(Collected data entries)

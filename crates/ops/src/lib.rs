#![deny(clippy::pedantic, unsafe_code)]
#![allow(clippy::module_name_repetitions)]

//! Installation session orchestration for apkm
//!
//! This crate sits between the CLI and the patching pipeline. A
//! [`PatchingSession`] owns the cancellable attempt, its install id and
//! timing, publishes the [`SessionState`](apkm_types::SessionState) cell and
//! persists exactly one installation record per attempt.

mod context;
mod session;

pub use context::{SessionContext, SessionContextBuilder};
pub use session::{PatchingSession, ABORTED_MESSAGE, INIT_FAILED_LOG};
use serde::{Deserialize, Serialize};

use crate::EventSource;
use apkm_errors::UserFacingError;

/// Structured failure information shared across domains.
#[derive(Debug, Clone, PartialEq, Eq, Serialize, Deserialize)]
pub struct FailureContext {
    /// Stable error code.
    #[serde(skip_serializing_if = "Option::is_none")]
    pub code: Option<String>,
    /// Short user-facing message.
    pub message: String,
    /// Optional remediation hint.
    #[serde(skip_serializing_if = "Option::is_none")]
    pub hint: Option<String>,
    /// Whether retrying the operation might succeed.
    pub retryable: bool,
}

impl FailureContext {
    /// Build failure context from a `UserFacingError` implementation.
    #[must_use]
    pub fn from_error<E: UserFacingError + ?Sized>(error: &E) -> Self {
        Self {
            code: error.user_code().map(Into::into),
            message: error.user_message().into_owned(),
            hint: error.user_hint().map(Into::into),
            retryable: error.is_retryable(),
        }
    }
}

pub mod download;
pub mod general;
pub mod session;
pub mod step;

pub use download::*;
pub use general::*;
pub use session::*;
pub use step::*;

/// Top-level application event enum that aggregates all domain-specific events
#[derive(Debug, Clone, Serialize, Deserialize)]
#[serde(tag = "domain", content = "event", rename_all = "snake_case")]
pub enum AppEvent {
    /// General utility events (warnings, errors, operations)
    General(GeneralEvent),

    /// Pipeline step lifecycle
    Step(StepEvent),

    /// Download transfers
    Download(DownloadEvent),

    /// Installation session lifecycle
    Session(SessionEvent),
}

impl AppEvent {
    /// Identify the source domain for this event (used for metadata/logging).
    #[must_use]
    pub fn event_source(&self) -> EventSource {
        match self {
            Self::General(_) => EventSource::General,
            Self::Step(_) => EventSource::Step,
            Self::Download(_) => EventSource::Download,
            Self::Session(_) => EventSource::Session,
        }
    }

    /// Determine the appropriate tracing log level for this event
    #[must_use]
    pub fn log_level(&self) -> tracing::Level {
        use apkm_types::StepState;
        use tracing::Level;

        match self {
            Self::General(GeneralEvent::Error { .. })
            | Self::Download(DownloadEvent::Failed { .. })
            | Self::Session(SessionEvent::InsufficientStorage { .. })
            | Self::Step(StepEvent::StateChanged {
                state: StepState::Failed,
                ..
            }) => Level::ERROR,

            Self::General(GeneralEvent::Warning { .. }) => Level::WARN,

            Self::General(GeneralEvent::Debug { .. })
            | Self::Download(DownloadEvent::Progress { .. })
            | Self::Step(StepEvent::Note { .. }) => Level::DEBUG,

            _ => Level::INFO,
        }
    }

    /// Get the log target for this event (for structured logging)
    #[must_use]
    pub fn log_target(&self) -> &'static str {
        match self {
            Self::General(_) => "apkm::events::general",
            Self::Step(_) => "apkm::events::step",
            Self::Download(_) => "apkm::events::download",
            Self::Session(_) => "apkm::events::session",
        }
    }
}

=== What you are asked to do ===
Repeat each entry word for word.

=== Answer ===
filename crates/ops/src/lib.rs
#![deny(clippy::pedantic, unsafe_code)]
#![allow(clippy::module_name_repetitions)]

//! Installation session orchestration for apkm
//!
//! This crate sits between the CLI and the patching pipeline. A
//! [`PatchingSession`] owns the cancellable attempt, its install id and
//! timing, publishes the [`SessionState`](apkm_types::SessionState) cell and
//! persists exactly one installation record per attempt.

mod context;
mod session;

pub use context::{SessionContext, SessionContextBuilder};
pub use session::{PatchingSession, ABORTED_MESSAGE, INIT_FAILED_LOG};
use serde::{Deserialize, Serialize};

use crate::EventSource;
use apkm_errors::UserFacingError;

/// Structured failure information shared across domains.
#[derive(Debug, Clone, PartialEq, Eq, Serialize, Deserialize)]
pub struct FailureContext {
    /// Stable error code.
    #[serde(skip_serializing_if = "Option::is_none")]
    pub code: Option<String>,
    /// Short user-facing message.
    pub message: String,
    /// Optional remediation hint.
    #[serde(skip_serializing_if = "Option::is_none")]
    pub hint: Option<String>,
    /// Whether retrying the operation might succeed.
    pub retryable: bool,
}

impl FailureContext {
    /// Build failure context from a `UserFacingError` implementation.
    #[must_use]
    pub fn from_error<E: UserFacingError + ?Sized>(error: &E) -> Self {
        Self {
            code: error.user_code().map(Into::into),
            message: error.user_message().into_owned(),
            hint: error.user_hint().map(Into::into),
            retryable: error.is_retryable(),
        }
    }
}

pub mod download;
pub mod general;
pub mod session;
pub mod step;

pub use download::*;
pub use general::*;
pub use session::*;
pub use step::*;

/// Top-level application event enum that aggregates all domain-specific events
#[derive(Debug, Clone, Serialize, Deserialize)]
#[serde(tag = "domain", content = "event", rename_all = "snake_case")]
pub enum AppEvent {
    /// General utility events (warnings, errors, operations)
    General(GeneralEvent),

    /// Pipeline step lifecycle
    Step(StepEvent),

    /// Download transfers
    Download(DownloadEvent),

    /// Installation session lifecycle
    Session(SessionEvent),
}

impl AppEvent {
    /// Identify the source domain for this event (used for metadata/logging).
    #[must_use]
    pub fn event_source(&self) -> EventSource {
        match self {
            Self::General(_) => EventSource::General,
            Self::Step(_) => EventSource::Step,
            Self::Download(_) => EventSource::Download,
            Self::Session(_) => EventSource::Session,
        }
    }

    /// Determine the appropriate tracing log level for this event
    #[must_use]
    pub fn log_level(&self) -> tracing::Level {
        use apkm_types::StepState;
        use tracing::Level;

        match self {
            Self::General(GeneralEvent::Error { .. })
            | Self::Download(DownloadEvent::Failed { .. })
            | Self::Session(SessionEvent::InsufficientStorage { .. })
            | Self::Step(StepEvent::StateChanged {
                state: StepState::Failed,
                ..
            }) => Level::ERROR,

            Self::General(GeneralEvent::Warning { .. }) => Level::WARN,

            Self::General(GeneralEvent::Debug { .. })
            | Self::Download(DownloadEvent::Progress { .. })
            | Self::Step(StepEvent::Note { .. }) => Level::DEBUG,

            _ => Level::INFO,
        }
    }

    /// Get the log target for this event (for structured logging)
    #[must_use]
    pub fn log_target(&self) -> &'static str {
        match self {
            Self::General(_) => "apkm::events::general",
            Self::Step(_) => "apkm::events::step",
            Self::Download(_) => "apkm::events::download",
            Self::Session(_) => "apkm::events::session",
        }
    }
}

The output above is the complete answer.